** Dataset follows **

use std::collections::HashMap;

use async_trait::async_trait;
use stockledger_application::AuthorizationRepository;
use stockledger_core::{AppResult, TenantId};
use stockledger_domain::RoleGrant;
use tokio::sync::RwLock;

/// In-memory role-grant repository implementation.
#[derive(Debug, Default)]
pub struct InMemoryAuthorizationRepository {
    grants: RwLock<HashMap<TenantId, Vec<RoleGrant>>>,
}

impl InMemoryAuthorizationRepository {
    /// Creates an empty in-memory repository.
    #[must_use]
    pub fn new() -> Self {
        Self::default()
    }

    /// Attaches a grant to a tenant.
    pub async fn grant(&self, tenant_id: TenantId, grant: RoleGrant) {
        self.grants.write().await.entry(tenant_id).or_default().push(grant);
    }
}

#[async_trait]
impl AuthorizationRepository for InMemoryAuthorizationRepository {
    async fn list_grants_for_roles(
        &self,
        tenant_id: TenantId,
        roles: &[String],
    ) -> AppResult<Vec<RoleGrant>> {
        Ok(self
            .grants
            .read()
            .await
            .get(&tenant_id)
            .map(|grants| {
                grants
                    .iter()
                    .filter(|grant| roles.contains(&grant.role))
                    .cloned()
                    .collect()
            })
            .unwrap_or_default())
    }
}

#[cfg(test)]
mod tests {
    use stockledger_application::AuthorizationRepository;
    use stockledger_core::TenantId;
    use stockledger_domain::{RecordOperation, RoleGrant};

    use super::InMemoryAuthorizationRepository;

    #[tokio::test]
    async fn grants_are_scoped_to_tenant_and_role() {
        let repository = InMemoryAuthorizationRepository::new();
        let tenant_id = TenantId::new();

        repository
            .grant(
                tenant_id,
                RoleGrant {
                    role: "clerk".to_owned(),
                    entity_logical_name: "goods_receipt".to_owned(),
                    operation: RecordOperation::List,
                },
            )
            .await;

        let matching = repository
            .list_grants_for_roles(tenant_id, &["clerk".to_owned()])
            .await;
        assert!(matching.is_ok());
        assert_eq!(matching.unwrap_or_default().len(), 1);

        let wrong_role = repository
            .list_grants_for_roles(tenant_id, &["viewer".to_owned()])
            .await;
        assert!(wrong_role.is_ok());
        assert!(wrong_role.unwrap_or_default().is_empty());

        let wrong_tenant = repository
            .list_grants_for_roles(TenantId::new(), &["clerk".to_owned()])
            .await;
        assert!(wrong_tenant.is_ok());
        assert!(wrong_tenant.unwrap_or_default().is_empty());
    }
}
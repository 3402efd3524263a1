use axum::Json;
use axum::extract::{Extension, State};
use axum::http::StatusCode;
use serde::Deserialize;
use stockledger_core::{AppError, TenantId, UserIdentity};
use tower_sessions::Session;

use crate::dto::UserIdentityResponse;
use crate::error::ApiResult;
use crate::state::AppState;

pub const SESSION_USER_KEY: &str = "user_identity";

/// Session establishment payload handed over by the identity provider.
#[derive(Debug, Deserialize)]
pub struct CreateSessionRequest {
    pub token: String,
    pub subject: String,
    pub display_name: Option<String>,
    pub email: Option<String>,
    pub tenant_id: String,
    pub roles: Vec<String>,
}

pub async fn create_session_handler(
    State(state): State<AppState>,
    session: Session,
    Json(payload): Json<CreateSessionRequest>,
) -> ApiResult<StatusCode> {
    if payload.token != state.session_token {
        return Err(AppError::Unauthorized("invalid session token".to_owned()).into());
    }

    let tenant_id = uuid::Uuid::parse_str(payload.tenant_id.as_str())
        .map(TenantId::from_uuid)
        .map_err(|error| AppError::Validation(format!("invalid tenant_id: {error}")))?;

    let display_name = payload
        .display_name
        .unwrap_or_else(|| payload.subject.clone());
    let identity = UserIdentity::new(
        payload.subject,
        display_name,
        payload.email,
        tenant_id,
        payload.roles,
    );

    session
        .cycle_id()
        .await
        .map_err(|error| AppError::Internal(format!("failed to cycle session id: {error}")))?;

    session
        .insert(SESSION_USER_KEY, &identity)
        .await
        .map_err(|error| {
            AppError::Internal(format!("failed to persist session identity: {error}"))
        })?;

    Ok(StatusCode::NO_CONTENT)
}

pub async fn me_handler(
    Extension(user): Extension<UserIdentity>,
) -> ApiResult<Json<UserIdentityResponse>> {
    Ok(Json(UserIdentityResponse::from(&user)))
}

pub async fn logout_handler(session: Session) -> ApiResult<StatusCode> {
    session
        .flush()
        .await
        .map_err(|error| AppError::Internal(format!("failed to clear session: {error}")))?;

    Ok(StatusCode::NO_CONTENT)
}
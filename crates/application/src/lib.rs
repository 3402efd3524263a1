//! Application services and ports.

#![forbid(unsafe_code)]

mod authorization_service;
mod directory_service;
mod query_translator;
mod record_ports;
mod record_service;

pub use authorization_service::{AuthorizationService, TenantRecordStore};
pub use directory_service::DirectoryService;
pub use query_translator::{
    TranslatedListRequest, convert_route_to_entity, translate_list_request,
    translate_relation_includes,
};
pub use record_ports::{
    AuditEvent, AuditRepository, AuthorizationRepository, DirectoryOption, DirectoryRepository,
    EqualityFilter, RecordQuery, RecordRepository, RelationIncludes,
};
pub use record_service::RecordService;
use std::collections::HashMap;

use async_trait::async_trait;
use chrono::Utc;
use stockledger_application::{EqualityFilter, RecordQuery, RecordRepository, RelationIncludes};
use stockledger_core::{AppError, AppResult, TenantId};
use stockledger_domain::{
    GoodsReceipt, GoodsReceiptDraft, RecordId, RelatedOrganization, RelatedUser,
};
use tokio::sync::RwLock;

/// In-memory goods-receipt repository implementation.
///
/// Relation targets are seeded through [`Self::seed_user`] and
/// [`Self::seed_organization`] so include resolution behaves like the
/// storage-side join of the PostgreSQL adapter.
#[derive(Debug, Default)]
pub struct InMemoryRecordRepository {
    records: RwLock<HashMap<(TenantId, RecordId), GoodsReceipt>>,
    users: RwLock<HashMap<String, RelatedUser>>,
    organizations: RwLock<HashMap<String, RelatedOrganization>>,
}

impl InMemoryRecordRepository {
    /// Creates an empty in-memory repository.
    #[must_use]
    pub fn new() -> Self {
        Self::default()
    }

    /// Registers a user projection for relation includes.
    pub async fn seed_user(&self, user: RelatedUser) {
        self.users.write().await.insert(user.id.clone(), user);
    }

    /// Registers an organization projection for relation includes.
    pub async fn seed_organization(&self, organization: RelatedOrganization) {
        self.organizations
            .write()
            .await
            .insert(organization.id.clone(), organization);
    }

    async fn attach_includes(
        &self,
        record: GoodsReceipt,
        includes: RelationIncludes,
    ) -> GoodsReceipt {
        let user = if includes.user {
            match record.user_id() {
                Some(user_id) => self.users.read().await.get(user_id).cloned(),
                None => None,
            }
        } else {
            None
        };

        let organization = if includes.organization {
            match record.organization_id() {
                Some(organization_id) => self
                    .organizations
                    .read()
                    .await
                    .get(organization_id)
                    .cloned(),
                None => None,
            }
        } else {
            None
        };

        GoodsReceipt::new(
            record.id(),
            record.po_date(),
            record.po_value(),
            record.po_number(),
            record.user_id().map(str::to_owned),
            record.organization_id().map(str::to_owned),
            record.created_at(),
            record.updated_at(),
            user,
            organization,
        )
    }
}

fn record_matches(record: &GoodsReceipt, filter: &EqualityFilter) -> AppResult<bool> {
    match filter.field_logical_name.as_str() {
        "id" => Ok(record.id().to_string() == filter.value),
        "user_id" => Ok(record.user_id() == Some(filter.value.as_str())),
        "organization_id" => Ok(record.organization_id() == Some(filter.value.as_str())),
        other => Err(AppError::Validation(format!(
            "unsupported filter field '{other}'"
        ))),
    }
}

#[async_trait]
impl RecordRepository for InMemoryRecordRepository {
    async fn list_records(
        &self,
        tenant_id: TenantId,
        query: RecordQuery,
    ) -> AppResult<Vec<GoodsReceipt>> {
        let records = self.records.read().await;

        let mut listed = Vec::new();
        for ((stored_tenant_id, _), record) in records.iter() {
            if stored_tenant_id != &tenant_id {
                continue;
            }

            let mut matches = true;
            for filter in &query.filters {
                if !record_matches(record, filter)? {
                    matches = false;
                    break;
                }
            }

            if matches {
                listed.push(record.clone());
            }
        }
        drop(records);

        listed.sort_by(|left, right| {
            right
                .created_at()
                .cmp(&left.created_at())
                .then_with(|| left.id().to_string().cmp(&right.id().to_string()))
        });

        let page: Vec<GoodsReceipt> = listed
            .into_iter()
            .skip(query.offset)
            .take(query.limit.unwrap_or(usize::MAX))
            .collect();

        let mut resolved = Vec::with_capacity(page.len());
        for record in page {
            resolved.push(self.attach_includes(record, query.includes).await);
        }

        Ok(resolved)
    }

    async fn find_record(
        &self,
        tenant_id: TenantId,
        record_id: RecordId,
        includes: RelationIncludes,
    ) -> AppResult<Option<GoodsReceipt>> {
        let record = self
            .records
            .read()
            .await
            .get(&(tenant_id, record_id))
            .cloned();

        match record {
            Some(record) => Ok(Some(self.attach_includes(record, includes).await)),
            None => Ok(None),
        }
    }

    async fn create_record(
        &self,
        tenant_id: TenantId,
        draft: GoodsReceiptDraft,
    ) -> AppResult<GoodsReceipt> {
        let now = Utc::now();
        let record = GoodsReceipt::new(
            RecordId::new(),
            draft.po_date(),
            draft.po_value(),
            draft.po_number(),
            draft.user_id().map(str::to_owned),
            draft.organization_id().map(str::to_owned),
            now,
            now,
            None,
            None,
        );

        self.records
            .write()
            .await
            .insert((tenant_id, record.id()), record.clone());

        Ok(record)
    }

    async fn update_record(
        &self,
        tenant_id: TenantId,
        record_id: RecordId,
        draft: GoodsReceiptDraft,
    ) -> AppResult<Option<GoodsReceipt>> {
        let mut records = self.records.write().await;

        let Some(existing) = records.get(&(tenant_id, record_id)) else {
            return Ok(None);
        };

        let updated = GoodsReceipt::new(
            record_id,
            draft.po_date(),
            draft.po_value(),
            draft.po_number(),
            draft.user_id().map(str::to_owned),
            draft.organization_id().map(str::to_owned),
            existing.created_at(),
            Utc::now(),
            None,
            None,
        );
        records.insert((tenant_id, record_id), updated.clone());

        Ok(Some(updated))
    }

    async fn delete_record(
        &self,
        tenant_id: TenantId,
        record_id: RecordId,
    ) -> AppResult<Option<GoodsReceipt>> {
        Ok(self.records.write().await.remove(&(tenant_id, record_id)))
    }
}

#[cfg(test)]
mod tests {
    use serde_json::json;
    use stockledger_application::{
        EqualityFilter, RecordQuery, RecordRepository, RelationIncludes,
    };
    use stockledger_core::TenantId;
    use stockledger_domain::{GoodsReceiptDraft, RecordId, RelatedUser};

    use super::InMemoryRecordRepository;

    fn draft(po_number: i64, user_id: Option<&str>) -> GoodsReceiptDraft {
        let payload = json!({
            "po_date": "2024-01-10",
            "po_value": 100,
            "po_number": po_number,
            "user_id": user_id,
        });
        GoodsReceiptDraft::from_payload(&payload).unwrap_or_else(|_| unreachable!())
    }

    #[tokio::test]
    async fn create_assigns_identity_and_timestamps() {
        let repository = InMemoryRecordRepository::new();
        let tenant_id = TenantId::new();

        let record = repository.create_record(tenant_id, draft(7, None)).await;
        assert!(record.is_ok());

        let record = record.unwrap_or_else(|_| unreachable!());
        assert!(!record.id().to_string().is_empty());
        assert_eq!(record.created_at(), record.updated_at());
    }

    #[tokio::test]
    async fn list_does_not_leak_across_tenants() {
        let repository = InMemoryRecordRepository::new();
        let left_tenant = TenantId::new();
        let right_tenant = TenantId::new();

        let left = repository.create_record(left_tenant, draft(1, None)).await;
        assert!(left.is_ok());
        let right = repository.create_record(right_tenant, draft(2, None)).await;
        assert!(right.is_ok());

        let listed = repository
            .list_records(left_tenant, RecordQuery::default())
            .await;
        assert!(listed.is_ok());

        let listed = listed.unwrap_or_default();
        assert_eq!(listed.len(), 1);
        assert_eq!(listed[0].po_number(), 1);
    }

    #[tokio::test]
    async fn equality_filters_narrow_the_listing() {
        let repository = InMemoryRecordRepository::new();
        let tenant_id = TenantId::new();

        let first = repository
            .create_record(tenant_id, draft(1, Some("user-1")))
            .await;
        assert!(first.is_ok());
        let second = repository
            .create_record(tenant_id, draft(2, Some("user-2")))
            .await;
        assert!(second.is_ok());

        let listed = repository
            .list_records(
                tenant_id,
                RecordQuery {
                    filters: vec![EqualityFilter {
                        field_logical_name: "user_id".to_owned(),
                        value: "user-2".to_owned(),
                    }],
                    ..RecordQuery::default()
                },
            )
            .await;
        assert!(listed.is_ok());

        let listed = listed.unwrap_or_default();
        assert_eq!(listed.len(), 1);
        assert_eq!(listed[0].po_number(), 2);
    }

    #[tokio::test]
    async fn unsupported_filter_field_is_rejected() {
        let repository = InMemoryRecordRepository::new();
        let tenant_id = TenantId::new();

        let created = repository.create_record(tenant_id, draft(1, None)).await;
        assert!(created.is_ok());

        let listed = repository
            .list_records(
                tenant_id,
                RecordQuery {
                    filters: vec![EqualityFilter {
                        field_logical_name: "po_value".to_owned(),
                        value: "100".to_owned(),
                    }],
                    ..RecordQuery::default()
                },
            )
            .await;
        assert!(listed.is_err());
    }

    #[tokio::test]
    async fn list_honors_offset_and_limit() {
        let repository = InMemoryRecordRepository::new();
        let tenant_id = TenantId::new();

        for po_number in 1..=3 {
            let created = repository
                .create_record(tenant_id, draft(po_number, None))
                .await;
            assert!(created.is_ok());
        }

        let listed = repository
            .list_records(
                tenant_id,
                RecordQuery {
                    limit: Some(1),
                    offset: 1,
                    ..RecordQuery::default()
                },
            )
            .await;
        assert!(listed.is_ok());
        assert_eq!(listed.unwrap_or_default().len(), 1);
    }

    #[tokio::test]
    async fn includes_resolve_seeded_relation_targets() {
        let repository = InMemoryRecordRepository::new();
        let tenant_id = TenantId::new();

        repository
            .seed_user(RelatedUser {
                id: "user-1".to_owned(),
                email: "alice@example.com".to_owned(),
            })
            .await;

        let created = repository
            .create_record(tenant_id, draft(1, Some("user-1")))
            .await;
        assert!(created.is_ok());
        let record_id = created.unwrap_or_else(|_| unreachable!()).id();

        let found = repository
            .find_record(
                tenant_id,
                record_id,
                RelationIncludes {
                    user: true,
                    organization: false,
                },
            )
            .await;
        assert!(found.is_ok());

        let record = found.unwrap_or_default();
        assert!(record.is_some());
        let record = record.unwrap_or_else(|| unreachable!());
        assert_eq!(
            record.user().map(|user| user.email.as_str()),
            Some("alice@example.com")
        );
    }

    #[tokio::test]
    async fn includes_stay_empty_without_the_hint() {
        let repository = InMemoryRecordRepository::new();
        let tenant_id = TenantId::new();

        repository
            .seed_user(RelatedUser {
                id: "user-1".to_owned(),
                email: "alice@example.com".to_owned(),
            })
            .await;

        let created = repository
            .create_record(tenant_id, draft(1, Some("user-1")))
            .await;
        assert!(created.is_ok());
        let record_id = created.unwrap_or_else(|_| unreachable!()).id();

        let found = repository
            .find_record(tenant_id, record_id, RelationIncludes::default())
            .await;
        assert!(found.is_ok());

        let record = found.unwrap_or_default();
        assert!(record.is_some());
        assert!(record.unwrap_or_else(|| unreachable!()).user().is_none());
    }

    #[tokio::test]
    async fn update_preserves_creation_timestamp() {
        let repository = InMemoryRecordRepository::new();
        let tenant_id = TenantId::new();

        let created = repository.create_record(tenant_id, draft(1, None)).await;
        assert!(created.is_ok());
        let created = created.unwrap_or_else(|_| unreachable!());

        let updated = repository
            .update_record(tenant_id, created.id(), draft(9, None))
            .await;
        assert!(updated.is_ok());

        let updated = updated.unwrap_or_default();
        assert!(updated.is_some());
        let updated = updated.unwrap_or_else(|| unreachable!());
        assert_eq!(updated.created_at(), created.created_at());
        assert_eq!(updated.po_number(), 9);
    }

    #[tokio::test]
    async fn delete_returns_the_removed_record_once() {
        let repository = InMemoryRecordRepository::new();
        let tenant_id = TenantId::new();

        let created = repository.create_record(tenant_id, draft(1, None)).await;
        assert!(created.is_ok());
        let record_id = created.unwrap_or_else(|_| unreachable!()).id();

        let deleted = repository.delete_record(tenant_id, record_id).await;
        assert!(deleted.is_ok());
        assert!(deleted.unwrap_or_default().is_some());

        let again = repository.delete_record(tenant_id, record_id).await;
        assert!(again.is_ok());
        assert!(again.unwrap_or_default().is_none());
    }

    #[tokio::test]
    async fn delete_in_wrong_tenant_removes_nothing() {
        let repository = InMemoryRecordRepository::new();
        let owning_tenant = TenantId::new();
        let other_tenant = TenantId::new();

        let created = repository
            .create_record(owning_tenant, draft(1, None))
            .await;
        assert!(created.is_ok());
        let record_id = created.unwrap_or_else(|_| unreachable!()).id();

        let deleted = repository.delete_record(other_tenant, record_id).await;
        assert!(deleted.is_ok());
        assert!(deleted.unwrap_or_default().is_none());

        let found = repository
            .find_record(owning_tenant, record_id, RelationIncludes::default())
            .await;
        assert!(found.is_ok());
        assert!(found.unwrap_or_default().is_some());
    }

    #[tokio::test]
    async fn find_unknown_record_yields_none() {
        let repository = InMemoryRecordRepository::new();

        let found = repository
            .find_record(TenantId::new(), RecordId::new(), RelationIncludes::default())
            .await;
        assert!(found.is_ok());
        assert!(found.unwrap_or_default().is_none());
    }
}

** End of Dataset **

*How to complete this task*
Your response should be the lines of the entries above that include the string "matching".

*Task answer*
        let matching = repository
        assert!(matching.is_ok());
        assert_eq!(matching.unwrap_or_default().len(), 1);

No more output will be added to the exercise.